• [EXERCISE PROMPT]
State how many lines of the listing below include the word "move". Give only the number.

——————

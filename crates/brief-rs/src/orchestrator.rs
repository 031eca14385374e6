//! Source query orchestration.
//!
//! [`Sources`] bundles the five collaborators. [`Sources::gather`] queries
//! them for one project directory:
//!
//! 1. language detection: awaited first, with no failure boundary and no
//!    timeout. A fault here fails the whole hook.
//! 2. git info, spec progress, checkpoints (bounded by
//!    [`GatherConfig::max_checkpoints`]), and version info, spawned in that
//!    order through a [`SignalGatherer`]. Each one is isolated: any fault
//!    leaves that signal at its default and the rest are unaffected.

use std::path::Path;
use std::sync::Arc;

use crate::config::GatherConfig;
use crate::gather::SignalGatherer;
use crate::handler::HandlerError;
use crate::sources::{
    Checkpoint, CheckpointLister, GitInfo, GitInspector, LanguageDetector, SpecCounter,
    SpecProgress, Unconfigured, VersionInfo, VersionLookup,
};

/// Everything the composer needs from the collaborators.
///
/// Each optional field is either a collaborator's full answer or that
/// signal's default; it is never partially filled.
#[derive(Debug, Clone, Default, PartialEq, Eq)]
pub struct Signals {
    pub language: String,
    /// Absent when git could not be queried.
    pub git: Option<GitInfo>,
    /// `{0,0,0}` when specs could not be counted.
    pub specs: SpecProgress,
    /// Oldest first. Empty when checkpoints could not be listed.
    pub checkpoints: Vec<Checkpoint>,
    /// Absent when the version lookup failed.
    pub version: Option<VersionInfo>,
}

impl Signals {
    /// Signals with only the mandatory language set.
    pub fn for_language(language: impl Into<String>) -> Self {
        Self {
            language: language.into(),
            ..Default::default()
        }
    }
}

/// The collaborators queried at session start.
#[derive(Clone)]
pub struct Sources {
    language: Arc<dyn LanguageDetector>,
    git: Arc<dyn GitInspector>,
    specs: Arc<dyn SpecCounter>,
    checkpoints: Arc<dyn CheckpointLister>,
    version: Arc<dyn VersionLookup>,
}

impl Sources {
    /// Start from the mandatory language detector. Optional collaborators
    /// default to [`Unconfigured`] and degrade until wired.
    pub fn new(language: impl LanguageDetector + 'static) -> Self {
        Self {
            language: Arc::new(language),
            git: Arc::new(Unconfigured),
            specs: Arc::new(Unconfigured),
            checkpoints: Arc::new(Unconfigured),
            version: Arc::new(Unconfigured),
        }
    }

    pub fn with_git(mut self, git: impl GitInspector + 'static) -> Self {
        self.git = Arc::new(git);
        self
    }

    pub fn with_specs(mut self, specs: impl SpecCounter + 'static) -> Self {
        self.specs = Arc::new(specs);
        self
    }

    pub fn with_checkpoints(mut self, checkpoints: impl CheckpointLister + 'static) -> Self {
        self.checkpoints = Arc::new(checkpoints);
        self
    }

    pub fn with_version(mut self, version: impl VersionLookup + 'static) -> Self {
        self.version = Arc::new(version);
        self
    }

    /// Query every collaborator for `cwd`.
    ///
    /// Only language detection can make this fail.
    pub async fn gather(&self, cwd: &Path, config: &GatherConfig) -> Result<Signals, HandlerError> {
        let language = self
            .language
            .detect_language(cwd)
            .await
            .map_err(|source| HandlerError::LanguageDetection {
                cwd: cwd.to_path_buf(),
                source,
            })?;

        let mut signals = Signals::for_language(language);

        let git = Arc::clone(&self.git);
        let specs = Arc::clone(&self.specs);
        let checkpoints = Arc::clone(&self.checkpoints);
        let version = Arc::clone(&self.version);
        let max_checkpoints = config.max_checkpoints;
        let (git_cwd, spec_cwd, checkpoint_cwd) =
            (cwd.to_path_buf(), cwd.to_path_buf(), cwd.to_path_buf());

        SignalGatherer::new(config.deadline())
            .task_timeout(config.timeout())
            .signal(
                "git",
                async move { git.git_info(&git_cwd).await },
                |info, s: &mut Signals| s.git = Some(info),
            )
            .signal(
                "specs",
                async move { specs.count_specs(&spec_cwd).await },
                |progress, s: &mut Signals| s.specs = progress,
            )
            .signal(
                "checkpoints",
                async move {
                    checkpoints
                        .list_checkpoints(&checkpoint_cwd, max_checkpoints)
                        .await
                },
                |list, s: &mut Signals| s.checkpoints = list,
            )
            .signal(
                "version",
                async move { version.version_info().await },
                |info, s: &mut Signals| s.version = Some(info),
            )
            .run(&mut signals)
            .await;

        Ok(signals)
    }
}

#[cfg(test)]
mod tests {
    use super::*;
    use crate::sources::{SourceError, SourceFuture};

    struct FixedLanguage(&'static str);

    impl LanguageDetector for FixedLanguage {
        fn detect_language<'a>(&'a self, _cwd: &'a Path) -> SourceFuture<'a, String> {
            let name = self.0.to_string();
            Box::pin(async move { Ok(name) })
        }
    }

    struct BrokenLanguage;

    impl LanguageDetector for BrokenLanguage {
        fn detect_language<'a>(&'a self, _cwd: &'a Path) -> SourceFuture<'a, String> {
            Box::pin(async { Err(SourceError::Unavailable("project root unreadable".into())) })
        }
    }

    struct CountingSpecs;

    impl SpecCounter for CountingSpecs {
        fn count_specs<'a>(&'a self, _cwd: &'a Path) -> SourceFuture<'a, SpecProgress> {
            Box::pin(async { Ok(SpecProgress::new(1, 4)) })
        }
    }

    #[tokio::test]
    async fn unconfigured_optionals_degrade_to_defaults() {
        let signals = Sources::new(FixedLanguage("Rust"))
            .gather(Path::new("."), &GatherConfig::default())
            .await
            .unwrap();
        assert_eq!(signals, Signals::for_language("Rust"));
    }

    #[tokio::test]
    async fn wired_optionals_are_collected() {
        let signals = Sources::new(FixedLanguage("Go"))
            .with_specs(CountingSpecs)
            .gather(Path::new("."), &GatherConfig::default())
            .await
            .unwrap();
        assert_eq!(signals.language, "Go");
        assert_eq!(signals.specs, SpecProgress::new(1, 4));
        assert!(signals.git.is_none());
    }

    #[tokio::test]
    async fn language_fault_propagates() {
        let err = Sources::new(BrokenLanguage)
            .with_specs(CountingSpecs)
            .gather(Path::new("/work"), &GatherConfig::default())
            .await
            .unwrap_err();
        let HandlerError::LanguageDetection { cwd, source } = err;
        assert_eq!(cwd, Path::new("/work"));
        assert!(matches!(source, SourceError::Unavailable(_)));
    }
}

——————

• [TASK SOLUTION]
5